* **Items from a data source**
---------------

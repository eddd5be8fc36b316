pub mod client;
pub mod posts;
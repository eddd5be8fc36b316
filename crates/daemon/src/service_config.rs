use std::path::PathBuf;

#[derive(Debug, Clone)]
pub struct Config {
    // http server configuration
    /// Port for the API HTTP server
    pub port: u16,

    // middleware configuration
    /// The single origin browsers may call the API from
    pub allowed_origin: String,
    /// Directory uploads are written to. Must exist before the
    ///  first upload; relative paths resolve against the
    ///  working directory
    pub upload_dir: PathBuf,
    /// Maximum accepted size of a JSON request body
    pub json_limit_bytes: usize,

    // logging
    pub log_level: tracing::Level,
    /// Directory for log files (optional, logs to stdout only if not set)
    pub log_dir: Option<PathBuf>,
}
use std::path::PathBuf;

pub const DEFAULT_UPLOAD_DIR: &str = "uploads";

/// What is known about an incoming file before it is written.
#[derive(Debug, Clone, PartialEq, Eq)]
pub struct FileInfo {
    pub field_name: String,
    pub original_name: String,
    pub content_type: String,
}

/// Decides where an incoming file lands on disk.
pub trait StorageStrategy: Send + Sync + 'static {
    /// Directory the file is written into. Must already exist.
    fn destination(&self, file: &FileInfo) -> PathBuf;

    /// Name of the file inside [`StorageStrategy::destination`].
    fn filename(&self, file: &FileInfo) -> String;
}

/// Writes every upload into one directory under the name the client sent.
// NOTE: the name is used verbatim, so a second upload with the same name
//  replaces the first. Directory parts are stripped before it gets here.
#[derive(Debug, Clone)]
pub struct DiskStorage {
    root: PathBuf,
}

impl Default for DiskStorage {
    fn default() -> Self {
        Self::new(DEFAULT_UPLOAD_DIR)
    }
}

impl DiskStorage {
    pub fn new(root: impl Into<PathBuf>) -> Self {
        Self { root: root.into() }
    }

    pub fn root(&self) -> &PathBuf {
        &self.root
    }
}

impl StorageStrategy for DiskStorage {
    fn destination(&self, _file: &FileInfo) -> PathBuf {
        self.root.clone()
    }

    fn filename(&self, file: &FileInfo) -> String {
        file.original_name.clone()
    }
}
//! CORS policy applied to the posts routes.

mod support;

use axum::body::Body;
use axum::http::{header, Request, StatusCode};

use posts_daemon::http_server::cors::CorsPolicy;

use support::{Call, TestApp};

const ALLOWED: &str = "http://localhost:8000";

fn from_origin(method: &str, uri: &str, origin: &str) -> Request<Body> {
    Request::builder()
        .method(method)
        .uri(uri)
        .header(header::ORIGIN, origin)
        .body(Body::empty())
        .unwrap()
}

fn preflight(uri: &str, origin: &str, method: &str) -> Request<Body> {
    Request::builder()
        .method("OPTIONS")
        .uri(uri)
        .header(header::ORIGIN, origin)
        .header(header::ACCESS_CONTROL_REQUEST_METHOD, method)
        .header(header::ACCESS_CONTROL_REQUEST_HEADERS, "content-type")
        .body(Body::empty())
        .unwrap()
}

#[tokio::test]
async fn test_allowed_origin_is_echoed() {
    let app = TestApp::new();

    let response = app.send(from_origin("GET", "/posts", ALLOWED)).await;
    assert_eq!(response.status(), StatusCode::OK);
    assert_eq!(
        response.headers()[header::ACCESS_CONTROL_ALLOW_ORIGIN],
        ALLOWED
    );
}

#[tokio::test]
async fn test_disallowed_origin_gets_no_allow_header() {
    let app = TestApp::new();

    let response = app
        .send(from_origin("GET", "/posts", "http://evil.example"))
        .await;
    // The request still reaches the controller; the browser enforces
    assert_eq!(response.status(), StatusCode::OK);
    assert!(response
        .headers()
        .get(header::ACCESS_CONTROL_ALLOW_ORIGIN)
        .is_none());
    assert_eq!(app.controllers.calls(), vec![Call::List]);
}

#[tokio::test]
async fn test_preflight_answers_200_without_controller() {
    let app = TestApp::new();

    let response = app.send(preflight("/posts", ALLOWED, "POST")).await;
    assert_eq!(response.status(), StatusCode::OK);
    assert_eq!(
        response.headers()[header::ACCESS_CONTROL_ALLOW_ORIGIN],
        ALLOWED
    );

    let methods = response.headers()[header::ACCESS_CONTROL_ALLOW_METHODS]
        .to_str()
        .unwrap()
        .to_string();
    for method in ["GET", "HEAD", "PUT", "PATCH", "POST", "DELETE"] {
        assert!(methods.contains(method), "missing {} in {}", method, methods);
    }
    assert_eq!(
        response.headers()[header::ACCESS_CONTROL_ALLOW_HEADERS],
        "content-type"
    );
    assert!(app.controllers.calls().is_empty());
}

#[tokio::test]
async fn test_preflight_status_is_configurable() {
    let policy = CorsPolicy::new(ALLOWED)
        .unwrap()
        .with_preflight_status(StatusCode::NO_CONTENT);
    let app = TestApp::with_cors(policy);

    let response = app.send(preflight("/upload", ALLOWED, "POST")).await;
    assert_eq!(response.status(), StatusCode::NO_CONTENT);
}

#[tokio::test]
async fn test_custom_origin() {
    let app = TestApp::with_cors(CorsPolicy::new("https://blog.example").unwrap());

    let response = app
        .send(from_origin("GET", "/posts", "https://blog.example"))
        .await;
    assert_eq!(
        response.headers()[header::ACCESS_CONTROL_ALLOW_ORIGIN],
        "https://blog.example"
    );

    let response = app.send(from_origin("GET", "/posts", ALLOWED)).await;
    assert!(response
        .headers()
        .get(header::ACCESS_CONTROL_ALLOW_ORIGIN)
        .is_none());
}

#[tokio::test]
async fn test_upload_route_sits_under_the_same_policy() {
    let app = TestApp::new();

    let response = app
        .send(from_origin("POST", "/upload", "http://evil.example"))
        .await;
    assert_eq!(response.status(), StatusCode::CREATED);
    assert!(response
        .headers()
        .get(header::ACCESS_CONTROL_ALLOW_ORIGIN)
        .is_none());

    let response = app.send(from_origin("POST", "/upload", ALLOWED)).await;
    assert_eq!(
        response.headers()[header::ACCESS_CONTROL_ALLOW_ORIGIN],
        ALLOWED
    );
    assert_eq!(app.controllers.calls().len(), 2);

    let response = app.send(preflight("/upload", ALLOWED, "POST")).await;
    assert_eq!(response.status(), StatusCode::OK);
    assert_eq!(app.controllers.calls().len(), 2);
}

---------------

* **What you will do**
What lines in the data above contain the word "root"? Show them all.

* **Response**
    root: PathBuf,
    pub fn new(root: impl Into<PathBuf>) -> Self {
        Self { root: root.into() }
    pub fn root(&self) -> &PathBuf {
        &self.root
        self.root.clone()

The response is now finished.